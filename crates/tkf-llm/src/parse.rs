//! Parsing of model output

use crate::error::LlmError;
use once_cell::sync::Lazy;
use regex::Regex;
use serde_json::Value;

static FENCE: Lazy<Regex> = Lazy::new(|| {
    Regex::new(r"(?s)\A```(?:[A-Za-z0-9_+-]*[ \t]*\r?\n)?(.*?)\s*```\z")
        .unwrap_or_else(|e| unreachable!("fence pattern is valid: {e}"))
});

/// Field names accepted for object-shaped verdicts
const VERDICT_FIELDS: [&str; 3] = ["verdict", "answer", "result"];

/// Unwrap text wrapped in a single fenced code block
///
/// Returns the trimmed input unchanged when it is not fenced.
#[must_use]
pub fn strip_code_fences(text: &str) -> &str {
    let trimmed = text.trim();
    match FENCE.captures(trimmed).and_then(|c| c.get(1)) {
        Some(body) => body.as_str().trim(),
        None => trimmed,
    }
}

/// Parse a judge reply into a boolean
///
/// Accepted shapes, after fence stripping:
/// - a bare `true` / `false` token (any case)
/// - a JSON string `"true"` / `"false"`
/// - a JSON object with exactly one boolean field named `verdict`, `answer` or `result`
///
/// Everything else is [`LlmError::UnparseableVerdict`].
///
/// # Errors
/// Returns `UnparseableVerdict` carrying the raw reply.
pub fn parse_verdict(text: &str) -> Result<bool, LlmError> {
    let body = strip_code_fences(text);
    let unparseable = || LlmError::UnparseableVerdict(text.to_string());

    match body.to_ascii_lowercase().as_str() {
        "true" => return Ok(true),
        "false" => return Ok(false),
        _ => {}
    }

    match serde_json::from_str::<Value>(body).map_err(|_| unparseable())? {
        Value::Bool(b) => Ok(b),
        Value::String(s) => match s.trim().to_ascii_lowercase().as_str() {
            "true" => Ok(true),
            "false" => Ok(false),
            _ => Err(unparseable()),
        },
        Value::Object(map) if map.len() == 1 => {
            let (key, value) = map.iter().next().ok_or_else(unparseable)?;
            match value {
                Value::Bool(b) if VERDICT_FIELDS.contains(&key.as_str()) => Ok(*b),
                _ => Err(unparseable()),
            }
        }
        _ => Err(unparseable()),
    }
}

+++

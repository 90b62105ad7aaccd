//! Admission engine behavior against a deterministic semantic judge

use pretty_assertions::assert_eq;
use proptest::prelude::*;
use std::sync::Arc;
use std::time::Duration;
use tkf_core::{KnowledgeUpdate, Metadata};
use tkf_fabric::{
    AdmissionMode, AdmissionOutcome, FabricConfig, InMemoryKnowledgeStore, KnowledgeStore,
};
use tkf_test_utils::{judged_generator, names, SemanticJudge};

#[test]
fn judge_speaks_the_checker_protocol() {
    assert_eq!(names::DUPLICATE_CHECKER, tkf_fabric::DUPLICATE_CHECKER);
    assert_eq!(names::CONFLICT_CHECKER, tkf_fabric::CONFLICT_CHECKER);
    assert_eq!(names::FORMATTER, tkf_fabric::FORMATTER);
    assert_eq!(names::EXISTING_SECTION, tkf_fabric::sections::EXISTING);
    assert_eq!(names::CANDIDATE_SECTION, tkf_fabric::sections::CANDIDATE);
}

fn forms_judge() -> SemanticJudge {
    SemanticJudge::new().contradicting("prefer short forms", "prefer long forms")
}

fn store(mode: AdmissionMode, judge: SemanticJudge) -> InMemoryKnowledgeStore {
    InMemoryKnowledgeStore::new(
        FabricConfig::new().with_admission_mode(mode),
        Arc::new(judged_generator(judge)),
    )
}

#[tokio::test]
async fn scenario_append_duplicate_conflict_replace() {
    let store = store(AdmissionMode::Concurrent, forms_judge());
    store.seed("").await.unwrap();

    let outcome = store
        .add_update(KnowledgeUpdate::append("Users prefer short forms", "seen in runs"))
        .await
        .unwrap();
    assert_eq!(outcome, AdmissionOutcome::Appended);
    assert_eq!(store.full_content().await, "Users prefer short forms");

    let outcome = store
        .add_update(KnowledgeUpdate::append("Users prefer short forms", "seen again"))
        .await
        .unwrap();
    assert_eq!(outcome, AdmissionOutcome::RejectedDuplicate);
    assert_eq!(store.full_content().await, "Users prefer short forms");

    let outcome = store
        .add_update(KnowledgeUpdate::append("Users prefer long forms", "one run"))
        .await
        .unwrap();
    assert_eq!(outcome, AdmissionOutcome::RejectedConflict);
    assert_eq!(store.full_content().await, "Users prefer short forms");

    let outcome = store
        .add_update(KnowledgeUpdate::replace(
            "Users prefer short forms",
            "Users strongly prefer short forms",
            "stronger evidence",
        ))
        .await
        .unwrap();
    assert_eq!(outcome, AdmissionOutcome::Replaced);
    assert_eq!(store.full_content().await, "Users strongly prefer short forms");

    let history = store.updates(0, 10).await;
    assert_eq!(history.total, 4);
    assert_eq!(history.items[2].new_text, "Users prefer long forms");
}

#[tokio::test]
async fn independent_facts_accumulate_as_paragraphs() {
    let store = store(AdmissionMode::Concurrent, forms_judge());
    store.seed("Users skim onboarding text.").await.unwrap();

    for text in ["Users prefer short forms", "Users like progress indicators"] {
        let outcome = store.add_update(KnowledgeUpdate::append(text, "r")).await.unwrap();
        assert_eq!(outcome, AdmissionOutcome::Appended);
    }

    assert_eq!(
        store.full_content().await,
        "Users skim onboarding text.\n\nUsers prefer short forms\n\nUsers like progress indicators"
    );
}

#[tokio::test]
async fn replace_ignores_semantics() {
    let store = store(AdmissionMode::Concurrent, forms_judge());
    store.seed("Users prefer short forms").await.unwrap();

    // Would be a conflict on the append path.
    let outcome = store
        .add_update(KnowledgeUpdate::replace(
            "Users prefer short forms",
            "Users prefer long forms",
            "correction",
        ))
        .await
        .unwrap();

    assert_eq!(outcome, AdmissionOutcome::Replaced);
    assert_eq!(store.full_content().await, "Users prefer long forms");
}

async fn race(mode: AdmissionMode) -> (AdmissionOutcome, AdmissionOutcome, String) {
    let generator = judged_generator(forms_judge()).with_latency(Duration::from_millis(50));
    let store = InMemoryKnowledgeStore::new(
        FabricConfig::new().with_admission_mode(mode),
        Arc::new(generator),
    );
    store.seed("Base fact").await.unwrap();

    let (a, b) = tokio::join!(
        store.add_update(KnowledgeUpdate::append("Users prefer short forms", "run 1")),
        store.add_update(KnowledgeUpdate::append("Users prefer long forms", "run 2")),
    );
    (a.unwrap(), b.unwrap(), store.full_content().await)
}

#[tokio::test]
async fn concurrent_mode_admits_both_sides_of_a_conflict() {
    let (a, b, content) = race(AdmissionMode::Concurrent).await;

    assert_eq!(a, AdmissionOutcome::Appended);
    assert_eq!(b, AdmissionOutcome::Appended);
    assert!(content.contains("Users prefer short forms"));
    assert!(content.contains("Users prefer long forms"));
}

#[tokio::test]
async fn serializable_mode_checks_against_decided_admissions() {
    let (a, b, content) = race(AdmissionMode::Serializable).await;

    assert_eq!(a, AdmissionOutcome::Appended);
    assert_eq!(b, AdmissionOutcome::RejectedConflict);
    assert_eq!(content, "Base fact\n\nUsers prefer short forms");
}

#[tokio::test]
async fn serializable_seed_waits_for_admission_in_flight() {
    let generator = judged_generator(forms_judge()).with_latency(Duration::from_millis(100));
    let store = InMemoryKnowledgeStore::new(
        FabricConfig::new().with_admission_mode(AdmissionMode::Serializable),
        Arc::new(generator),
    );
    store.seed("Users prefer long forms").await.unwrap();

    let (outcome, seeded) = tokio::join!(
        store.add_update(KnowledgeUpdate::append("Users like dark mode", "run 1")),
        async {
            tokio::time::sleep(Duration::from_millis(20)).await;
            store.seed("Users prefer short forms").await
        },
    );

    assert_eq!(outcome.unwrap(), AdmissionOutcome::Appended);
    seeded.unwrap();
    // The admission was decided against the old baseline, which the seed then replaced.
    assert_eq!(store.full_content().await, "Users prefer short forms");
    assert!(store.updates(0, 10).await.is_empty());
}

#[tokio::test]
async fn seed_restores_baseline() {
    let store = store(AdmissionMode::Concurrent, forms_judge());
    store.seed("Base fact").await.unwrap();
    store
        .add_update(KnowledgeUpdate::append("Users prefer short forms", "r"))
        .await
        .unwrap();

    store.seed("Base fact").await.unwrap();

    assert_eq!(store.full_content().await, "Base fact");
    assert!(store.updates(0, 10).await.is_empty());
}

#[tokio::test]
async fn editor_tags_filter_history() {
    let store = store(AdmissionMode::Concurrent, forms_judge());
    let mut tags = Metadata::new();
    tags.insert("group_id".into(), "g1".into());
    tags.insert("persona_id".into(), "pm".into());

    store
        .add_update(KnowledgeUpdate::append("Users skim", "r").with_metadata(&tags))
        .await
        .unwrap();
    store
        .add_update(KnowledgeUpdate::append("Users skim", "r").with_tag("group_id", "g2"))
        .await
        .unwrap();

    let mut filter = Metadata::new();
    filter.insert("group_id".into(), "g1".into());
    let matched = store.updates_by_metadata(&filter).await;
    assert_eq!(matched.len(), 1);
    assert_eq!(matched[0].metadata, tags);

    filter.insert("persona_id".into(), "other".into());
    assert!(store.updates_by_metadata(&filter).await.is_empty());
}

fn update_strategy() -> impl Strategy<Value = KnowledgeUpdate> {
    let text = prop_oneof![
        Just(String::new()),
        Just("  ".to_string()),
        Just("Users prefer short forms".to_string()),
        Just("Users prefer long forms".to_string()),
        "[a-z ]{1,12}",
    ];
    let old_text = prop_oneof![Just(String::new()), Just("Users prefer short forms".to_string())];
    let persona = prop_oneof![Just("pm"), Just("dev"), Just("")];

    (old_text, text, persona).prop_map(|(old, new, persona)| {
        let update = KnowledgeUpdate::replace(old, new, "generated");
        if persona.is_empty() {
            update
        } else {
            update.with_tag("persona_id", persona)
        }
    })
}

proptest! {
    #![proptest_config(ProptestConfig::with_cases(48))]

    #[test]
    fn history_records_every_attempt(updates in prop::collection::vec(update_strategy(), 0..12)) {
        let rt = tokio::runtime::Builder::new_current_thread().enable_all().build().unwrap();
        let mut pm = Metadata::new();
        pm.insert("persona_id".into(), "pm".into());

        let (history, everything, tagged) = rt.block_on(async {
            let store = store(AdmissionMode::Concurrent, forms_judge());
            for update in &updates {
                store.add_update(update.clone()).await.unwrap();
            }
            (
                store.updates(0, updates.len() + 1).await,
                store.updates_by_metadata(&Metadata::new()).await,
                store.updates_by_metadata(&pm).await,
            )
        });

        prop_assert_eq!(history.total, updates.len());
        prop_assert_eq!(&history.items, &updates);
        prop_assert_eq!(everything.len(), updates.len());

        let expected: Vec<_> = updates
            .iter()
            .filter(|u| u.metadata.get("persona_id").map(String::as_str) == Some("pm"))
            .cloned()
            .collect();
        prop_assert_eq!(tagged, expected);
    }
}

+++

● **ASSIGNED TASK**
Scan the entries above for the word "long" and collect each line holding it.

● **SOLUTION BELOW**
    SemanticJudge::new().contradicting("prefer short forms", "prefer long forms")
        .add_update(KnowledgeUpdate::append("Users prefer long forms", "one run"))
    assert_eq!(history.items[2].new_text, "Users prefer long forms");
            "Users prefer long forms",
    assert_eq!(store.full_content().await, "Users prefer long forms");
        store.add_update(KnowledgeUpdate::append("Users prefer long forms", "run 2")),
    assert!(content.contains("Users prefer long forms"));
    store.seed("Users prefer long forms").await.unwrap();
        Just("Users prefer long forms".to_string()),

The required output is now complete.